Task prompt:
Wherever the string "must" shows up in the material below, copy that line.

Data extracts:
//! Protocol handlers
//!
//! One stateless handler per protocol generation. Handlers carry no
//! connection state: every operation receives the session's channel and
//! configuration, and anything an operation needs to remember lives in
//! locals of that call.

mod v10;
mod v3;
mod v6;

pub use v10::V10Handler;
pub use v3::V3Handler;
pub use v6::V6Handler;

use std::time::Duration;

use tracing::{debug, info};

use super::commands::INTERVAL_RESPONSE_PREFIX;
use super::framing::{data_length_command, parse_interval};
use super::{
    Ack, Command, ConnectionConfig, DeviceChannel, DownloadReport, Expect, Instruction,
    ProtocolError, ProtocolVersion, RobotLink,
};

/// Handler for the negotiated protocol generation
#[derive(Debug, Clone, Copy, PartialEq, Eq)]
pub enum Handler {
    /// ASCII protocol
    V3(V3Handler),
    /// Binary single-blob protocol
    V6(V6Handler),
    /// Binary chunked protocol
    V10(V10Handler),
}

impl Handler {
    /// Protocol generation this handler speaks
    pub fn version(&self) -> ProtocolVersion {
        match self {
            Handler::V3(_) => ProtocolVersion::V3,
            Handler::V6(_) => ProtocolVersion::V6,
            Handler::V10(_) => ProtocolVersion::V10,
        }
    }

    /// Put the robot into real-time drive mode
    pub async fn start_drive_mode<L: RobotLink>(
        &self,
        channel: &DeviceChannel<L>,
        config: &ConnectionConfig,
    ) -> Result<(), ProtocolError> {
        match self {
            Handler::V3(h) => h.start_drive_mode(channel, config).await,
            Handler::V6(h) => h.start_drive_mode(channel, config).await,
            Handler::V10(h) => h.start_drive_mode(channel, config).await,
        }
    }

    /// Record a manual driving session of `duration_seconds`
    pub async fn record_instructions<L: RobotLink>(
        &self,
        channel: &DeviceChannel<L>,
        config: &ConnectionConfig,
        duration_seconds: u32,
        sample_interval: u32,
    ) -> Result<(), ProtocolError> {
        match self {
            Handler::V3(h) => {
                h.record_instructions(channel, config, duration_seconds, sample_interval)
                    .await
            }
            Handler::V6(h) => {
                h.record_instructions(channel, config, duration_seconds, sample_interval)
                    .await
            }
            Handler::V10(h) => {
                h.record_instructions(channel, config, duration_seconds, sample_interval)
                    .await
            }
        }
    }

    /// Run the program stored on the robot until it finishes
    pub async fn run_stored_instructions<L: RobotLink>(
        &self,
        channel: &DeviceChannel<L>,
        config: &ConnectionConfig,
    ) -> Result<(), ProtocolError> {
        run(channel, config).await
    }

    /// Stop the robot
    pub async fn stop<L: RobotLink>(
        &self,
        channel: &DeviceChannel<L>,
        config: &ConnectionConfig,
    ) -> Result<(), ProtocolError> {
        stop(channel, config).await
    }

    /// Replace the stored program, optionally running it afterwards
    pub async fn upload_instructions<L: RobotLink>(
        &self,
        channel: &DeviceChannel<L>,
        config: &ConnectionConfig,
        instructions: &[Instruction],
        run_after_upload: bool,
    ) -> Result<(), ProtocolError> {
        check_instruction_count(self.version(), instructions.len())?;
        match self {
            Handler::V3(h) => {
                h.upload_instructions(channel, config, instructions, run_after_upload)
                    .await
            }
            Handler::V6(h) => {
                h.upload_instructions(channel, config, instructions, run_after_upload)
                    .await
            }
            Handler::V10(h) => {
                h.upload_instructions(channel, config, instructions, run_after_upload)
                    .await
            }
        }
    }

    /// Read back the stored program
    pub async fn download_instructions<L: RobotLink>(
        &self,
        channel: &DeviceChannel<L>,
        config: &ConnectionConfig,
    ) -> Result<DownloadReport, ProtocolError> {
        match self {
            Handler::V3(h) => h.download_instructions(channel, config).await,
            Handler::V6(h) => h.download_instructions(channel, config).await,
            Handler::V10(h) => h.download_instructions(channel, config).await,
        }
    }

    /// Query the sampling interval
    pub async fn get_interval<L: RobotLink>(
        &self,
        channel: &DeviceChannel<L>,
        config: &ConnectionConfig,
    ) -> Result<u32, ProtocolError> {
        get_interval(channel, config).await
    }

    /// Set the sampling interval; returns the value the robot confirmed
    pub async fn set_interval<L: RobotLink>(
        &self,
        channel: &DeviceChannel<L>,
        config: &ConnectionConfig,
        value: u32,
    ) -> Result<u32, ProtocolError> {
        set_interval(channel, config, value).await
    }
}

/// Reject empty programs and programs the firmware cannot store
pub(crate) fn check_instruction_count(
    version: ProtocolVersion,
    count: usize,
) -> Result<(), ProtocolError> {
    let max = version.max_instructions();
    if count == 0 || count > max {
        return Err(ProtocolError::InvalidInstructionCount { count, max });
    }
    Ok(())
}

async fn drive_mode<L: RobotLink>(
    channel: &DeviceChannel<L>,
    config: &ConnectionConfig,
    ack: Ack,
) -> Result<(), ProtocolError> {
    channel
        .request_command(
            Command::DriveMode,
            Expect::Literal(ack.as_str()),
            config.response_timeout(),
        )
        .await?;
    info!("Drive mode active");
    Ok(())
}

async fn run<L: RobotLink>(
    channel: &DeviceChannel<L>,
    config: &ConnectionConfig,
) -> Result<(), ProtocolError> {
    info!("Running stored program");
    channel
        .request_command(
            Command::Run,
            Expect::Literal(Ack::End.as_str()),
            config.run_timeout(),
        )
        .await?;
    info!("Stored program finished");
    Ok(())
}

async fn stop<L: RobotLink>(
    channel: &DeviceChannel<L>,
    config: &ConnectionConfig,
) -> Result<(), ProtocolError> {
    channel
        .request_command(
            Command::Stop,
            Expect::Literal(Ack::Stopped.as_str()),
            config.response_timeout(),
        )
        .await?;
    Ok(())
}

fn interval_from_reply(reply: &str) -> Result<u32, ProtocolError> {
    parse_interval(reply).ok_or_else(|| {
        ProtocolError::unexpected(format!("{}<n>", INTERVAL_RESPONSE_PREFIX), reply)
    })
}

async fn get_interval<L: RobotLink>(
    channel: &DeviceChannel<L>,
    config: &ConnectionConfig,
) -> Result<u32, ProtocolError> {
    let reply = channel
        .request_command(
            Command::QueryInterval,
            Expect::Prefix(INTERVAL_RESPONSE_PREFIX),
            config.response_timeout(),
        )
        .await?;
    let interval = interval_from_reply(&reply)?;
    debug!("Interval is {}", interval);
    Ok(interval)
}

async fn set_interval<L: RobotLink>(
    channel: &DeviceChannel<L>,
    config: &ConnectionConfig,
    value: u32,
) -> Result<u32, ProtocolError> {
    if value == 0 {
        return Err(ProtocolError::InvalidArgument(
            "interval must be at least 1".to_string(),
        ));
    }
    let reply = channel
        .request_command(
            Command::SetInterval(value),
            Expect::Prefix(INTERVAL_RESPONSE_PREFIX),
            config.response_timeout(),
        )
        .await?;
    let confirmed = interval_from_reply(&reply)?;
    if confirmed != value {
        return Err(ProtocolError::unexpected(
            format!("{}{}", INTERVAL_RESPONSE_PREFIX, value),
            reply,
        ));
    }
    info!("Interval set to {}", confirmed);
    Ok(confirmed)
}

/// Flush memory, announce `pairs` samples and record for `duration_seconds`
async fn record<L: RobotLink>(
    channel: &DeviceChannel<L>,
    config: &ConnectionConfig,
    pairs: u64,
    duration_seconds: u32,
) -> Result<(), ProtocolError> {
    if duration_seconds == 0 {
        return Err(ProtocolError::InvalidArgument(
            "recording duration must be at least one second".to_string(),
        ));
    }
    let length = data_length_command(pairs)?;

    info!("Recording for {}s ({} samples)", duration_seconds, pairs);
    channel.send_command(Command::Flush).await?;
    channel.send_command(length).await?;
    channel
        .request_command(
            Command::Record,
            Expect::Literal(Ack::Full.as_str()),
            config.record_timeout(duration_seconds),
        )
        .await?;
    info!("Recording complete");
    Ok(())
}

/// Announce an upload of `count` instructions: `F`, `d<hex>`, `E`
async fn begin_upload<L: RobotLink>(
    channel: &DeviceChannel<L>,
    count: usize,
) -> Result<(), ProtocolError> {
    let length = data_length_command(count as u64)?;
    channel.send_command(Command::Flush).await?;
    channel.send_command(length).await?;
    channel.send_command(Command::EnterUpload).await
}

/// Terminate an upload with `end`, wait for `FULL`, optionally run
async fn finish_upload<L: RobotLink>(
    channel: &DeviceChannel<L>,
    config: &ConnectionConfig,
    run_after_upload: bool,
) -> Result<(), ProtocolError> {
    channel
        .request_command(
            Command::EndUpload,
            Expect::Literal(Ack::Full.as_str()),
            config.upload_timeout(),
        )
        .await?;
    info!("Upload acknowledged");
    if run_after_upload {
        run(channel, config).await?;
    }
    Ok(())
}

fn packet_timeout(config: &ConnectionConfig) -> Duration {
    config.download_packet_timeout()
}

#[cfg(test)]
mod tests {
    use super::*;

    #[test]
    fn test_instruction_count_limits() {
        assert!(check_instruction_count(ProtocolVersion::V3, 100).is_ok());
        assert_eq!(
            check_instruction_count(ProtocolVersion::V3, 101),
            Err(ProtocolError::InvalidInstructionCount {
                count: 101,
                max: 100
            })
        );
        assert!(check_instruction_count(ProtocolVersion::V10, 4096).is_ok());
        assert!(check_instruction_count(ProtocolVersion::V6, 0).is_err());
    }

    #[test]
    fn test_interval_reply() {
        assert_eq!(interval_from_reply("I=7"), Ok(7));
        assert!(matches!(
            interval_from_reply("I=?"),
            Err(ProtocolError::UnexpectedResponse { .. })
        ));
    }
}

Answer section:
            "interval must be at least 1".to_string(),
            "recording duration must be at least one second".to_string(),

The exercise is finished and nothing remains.